Sur les dépens et l'article 700 du code de procédure civile
La société Demeter Investment Managers qui succombe en ses prétentions sera condamnée aux dépens de première instance et d'appel.
Il est par ailleurs équitable de mettre à sa charge une partie des frais de procédure exposés par la société E.T.I.A. et non compris dans les dépens.
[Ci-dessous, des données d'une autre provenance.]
//! Sendable capability: which values may cross an isolation domain boundary.
//!
//! A type qualifies when it is `Send + Sync + 'static`. That covers immutable
//! data, data guarded by its own synchronization (`Mutex`, atomics) and actor
//! handles. Anything else must be asserted with [`UncheckedSendable`].
//!
//! Shared mutable state without synchronization is rejected at build time:
//!
//! ```compile_fail
//! use isolation_lab::core::sendable::assert_sendable;
//! assert_sendable::<std::rc::Rc<u32>>();
//! ```
//!
//! ```compile_fail
//! use isolation_lab::core::sendable::assert_sendable;
//! assert_sendable::<std::cell::Cell<u32>>();
//! ```
//!
//! A closure is Sendable only if everything it captures is:
//!
//! ```compile_fail
//! use isolation_lab::core::sendable::require_sendable;
//! let counter = std::rc::Rc::new(std::cell::RefCell::new(0));
//! let bump = move || *counter.borrow_mut() += 1;
//! require_sendable(&bump);
//! ```
//!
//! ```
//! use isolation_lab::core::sendable::require_sendable;
//! use std::sync::{Arc, Mutex};
//! let counter = Arc::new(Mutex::new(0));
//! let bump = move || *counter.lock().unwrap() += 1;
//! require_sendable(&bump);
//! ```

use std::fmt;

pub trait Sendable: Send + Sync + 'static {}

impl<T: Send + Sync + 'static> Sendable for T {}

/// Compile-time check. Calling it only type-checks when `T` is Sendable.
pub const fn assert_sendable<T: Sendable>() {}

/// Same check for a value whose type cannot be named, e.g. a closure.
pub fn require_sendable<T: Sendable>(_value: &T) {}

/// A value explicitly asserted as safe to share across domains.
pub struct UncheckedSendable<T> {
    value: T,
}

impl<T> UncheckedSendable<T> {
    /// # Safety
    ///
    /// The caller guarantees that no two domains ever touch `value`
    /// concurrently, and that any interior state it reaches is not mutated
    /// behind the wrapper's back.
    pub unsafe fn new(value: T) -> Self {
        Self { value }
    }

    pub fn get(&self) -> &T {
        &self.value
    }

    pub fn into_inner(self) -> T {
        self.value
    }
}

// SAFETY: upheld by the contract of `UncheckedSendable::new`.
unsafe impl<T> Send for UncheckedSendable<T> {}
// SAFETY: upheld by the contract of `UncheckedSendable::new`.
unsafe impl<T> Sync for UncheckedSendable<T> {}

impl<T: fmt::Debug> fmt::Debug for UncheckedSendable<T> {
    fn fmt(&self, f: &mut fmt::Formatter<'_>) -> fmt::Result {
        f.debug_tuple("UncheckedSendable").field(&self.value).finish()
    }
}

#[cfg(test)]
mod tests {
    use super::*;
    use std::cell::Cell;
    use std::sync::atomic::AtomicU64;
    use std::sync::{Arc, Mutex};

    #[derive(Debug)]
    struct Snapshot {
        _titles: Vec<String>,
    }

    #[test]
    fn test_immutable_and_synchronized_types_are_sendable() {
        assert_sendable::<u64>();
        assert_sendable::<String>();
        assert_sendable::<Snapshot>();
        assert_sendable::<Arc<Snapshot>>();
        assert_sendable::<Mutex<Vec<u8>>>();
        assert_sendable::<Arc<AtomicU64>>();
    }

    #[test]
    fn test_unchecked_wrapper_crosses_threads() {
        // SAFETY: only the spawned thread touches the cell after the move.
        let wrapped = unsafe { UncheckedSendable::new(Cell::new(41)) };
        assert_sendable::<UncheckedSendable<Cell<u32>>>();

        let value = std::thread::spawn(move || {
            let cell = wrapped.into_inner();
            cell.set(cell.get() + 1);
            cell.get()
        })
        .join()
        .unwrap();

        assert_eq!(value, 42);
    }
}
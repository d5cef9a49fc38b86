// Domain layer: models and ports shared by the core engine, adapters and scenarios.

pub mod model;
pub mod ports;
Elle sera ainsi condamnée à lui verser la somme de 7 000 euros en application des dispositions de l'article 700 du code de procédure civile.
PAR CES MOTIFS
La cour statuant publiquement, contradictoirement et dans les limites de sa saisine,
Ordonne la jonction des procédures d'appel pendantes sous les numéros RG 21/7567 et 21/8033,
Rejette les fins de non-recevoir opposées par la société Demeter Investment Managers à la demande de nullité de la promesse d'achat figurant au pacte d'actionnaires conclu par les parties,
Infirme en toutes ses dispositions soumises à la cour le jugement rendu le 22 septembre 2021 par le tribunal de commerce de Lyon,
Statuant à nouveau et y ajoutant,
Prononce la nullité de la promesse d'achat figurant à l'article III.7.1. du pacte d'actionnaires conclu le 20 juin 2017 par les sociétés Demeter Ventures et E.T.I.A Evaluation Technologique Ingenierie et Applications,
Déboute la société Demeter Investment Managers de l'ensemble de ses demandes,
Condamne la société Demeter Investment Managers aux dépens de première instance et d'appel et dit que les dépens pourront être recouvrés directement, conformément aux dispositions de l=article 699 du code de procédure civile, par la SCP Dumoulin-Adam, avocat,
Condamne la société Demeter Investment Managers à payer à la SAS E.T.I.A Evaluation Technologique Ingenierie et Applications la somme de 7 000 euros en application de l'article 700 du code de procédure civile.